In young children who have been treated with antibiotics, the protective effect of vaccinations is reduced. That’s according to a study by Timothy J. Chapman of the Rochester General Hospital Research Institute and his team. The experts cite the intestinal microbiome as the reason for the lower antibody levels. Apparently, the antibiotics kill gut bacteria that otherwise boost the immune system. However, the children’s intestinal bacteria were not specifically analyzed for the study, which was published in the specialist journal “Pediatrics”.

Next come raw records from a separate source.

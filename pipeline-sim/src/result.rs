/// Metrics from one simulation run.
///
/// Produced once when the run ends.
#[derive(Debug, Clone, PartialEq, Default)]
pub struct SimulationResult {
    /// Most completed sends seen in any sampled window.
    pub max_requests_in_window: usize,
    /// Mean completed sends per sampled window.
    pub avg_requests_in_window: f64,
    /// Messages delivered by completed sends.
    pub total_messages_delivered: usize,
    /// Number of completed sends.
    pub total_batches_sent: usize,
    /// Delivered messages per second of simulated time.
    pub throughput: f64,
    /// Whether any window reached the request ceiling.
    pub constraint_violated: bool,
    /// Messages still buffered or waiting for a send slot when the run ended.
    pub pending_messages: usize,

    /// Messages that arrived during the run.
    pub total_arrivals: usize,
    /// Messages inside sends that had not completed when the run ended.
    pub in_flight_messages: usize,
    /// Highest number of sends in flight at once.
    pub peak_active_sends: usize,
}

impl SimulationResult {
    /// Every arrival is either pending, in flight or delivered.
    pub fn is_conserved(&self) -> bool {
        self.pending_messages + self.in_flight_messages + self.total_messages_delivered
            == self.total_arrivals
    }
}
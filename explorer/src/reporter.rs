//! Printing sweep results

use std::path::Path;

use pipeline_sim::{SimulationConfig, SimulationResult};

use crate::{summary::Summary, sweep::SweepStats};

/// Prints the outcome of a single simulation run to stdout.
pub struct SimulationReporter<'a> {
    config: &'a SimulationConfig,
    result: &'a SimulationResult,
    seed: Option<u64>,
}

impl<'a> SimulationReporter<'a> {
    /// Create a new simulation reporter
    pub fn new(config: &'a SimulationConfig, result: &'a SimulationResult) -> Self {
        Self {
            config,
            result,
            seed: None,
        }
    }

    /// Also report the seed the run used.
    pub fn with_seed(mut self, seed: u64) -> Self {
        self.seed = Some(seed);
        self
    }

    /// Render the report.
    pub fn render(&self) -> String {
        let config = self.config;
        let result = self.result;
        let window = config.window_size;

        let mut report = String::from("=== Simulation Result ===\n");
        report.push_str(&format!("Config: {}\n", config));
        if let Some(seed) = self.seed {
            report.push_str(&format!("Seed:                   {}\n", seed));
        }
        report.push_str(&format!(
            "Max requests in {}s window: {}\n",
            window, result.max_requests_in_window
        ));
        report.push_str(&format!(
            "Avg requests in {}s window: {:.1}\n",
            window, result.avg_requests_in_window
        ));
        report.push_str(&format!(
            "Throughput:             {:.1} msg/s\n",
            result.throughput
        ));
        report.push_str(&format!(
            "Total delivered:        {}\n",
            result.total_messages_delivered
        ));
        report.push_str(&format!(
            "Total batches:          {}\n",
            result.total_batches_sent
        ));
        report.push_str(&format!(
            "Pending:                {}\n",
            result.pending_messages
        ));
        report.push_str(&format!(
            "In flight:              {}\n",
            result.in_flight_messages
        ));
        report.push_str(&format!(
            "Peak active sends:      {}/{}\n",
            result.peak_active_sends, config.max_concurrent_sends
        ));
        report.push_str(&format!(
            "Constraint violated:    {} (ceiling {} reqs/{}s)\n",
            result.constraint_violated, config.window_max_requests, window
        ));
        report
    }

    /// Print the report to stdout
    pub fn print(&self) {
        print!("{}", self.render());
    }
}

/// Prints a finished sweep's summary to stdout.
pub struct SweepReporter<'a> {
    summary: &'a Summary,
    stats: Option<&'a SweepStats>,
    output: Option<&'a Path>,
}

impl<'a> SweepReporter<'a> {
    /// Create a new sweep reporter
    pub fn new(summary: &'a Summary) -> Self {
        Self {
            summary,
            stats: None,
            output: None,
        }
    }

    /// Also report how the sweep itself went.
    pub fn with_stats(mut self, stats: &'a SweepStats) -> Self {
        self.stats = Some(stats);
        self
    }

    /// Also report where the results table was written.
    pub fn with_output(mut self, output: &'a Path) -> Self {
        self.output = Some(output);
        self
    }

    /// Render the report.
    pub fn render(&self) -> String {
        let mut report = String::new();

        if let Some(stats) = self.stats {
            report.push_str(&format!(
                "\nCompleted in {:.1}s\n",
                stats.elapsed.as_secs_f64()
            ));
            report.push_str(&format!(
                "Constraint satisfied: {}/{}\n",
                stats.satisfied, stats.total
            ));
        }
        if let Some(output) = self.output {
            report.push_str(&format!("Results saved to {}\n", output.display()));
        }

        report.push('\n');
        report.push_str(&self.summary.to_string());
        report
    }

    /// Print the report to stdout
    pub fn print(&self) {
        print!("{}", self.render());
    }
}
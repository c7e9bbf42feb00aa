//! Rank an existing results table without re-running the sweep.
//!
//! Usage: `summarise [INPUT_CSV]`

use std::path::PathBuf;

use explorer::{
    summary::{DEFAULT_NEAR_MISSES, DEFAULT_TOP},
    Summary, SweepConfig, SweepReporter, SweepTable, DEFAULT_OUTPUT,
};
use tracing::{info, Level};

fn main() -> Result<(), Box<dyn std::error::Error>> {
    tracing_subscriber::fmt().with_max_level(Level::INFO).init();

    let input = std::env::args()
        .nth(1)
        .map(PathBuf::from)
        .unwrap_or_else(|| PathBuf::from(DEFAULT_OUTPUT));

    let table = SweepTable::open(&input)?;
    info!(rows = table.len() as u64, input = %input.display(), "Read results table");

    // `explore` judges every row against the default base config.
    let summary = Summary::from_table(&table, DEFAULT_TOP, DEFAULT_NEAR_MISSES)
        .with_ceiling(&SweepConfig::default().base);

    SweepReporter::new(&summary).print();

    Ok(())
}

The working group examined blood samples taken from 560 children between the ages of 6 and 24 months. Researchers looked at antibody counts for several vaccines that include recommended childhood vaccines: diphtheria, tetanus, polio, whooping cough, influenza and pneumococcus. Chapman and his team also found out from the parents and from medical records whether and how often the infants were given antibiotics. 342 of the 560 test participants had taken antibiotics once or more. They had lower antibody levels from the vaccines than the 218 other children who had not previously received antibiotic treatment. The frequency of therapy also played a role: the more often the children had already taken antibiotics, the fewer antibodies they had from the vaccination reaction.
The cause could be in the gut
According to a press release from the Science Media Center, the antibody level was below a sufficient level of protection, especially in children who were treated with antibiotics between the ages of nine and twelve months.
It has long been known that antibiotics – which are undoubtedly an indispensable medicine against many bacterial diseases – can also damage the microbiome in the gut. Ulrich Schaible from the Research Center Borstel, Leibniz Center for Medicine and Biosciences, who was not involved in the new study, considers the data and their evaluation to be robust. According to the Science Media Center, he proposes that “shorter treatment regimens be developed for small children that can be effective even in the short time, as well as so-called ‘point of care diagnostics’ that can show the effectiveness of antibiotics promptly, so that the administration can be shortened”.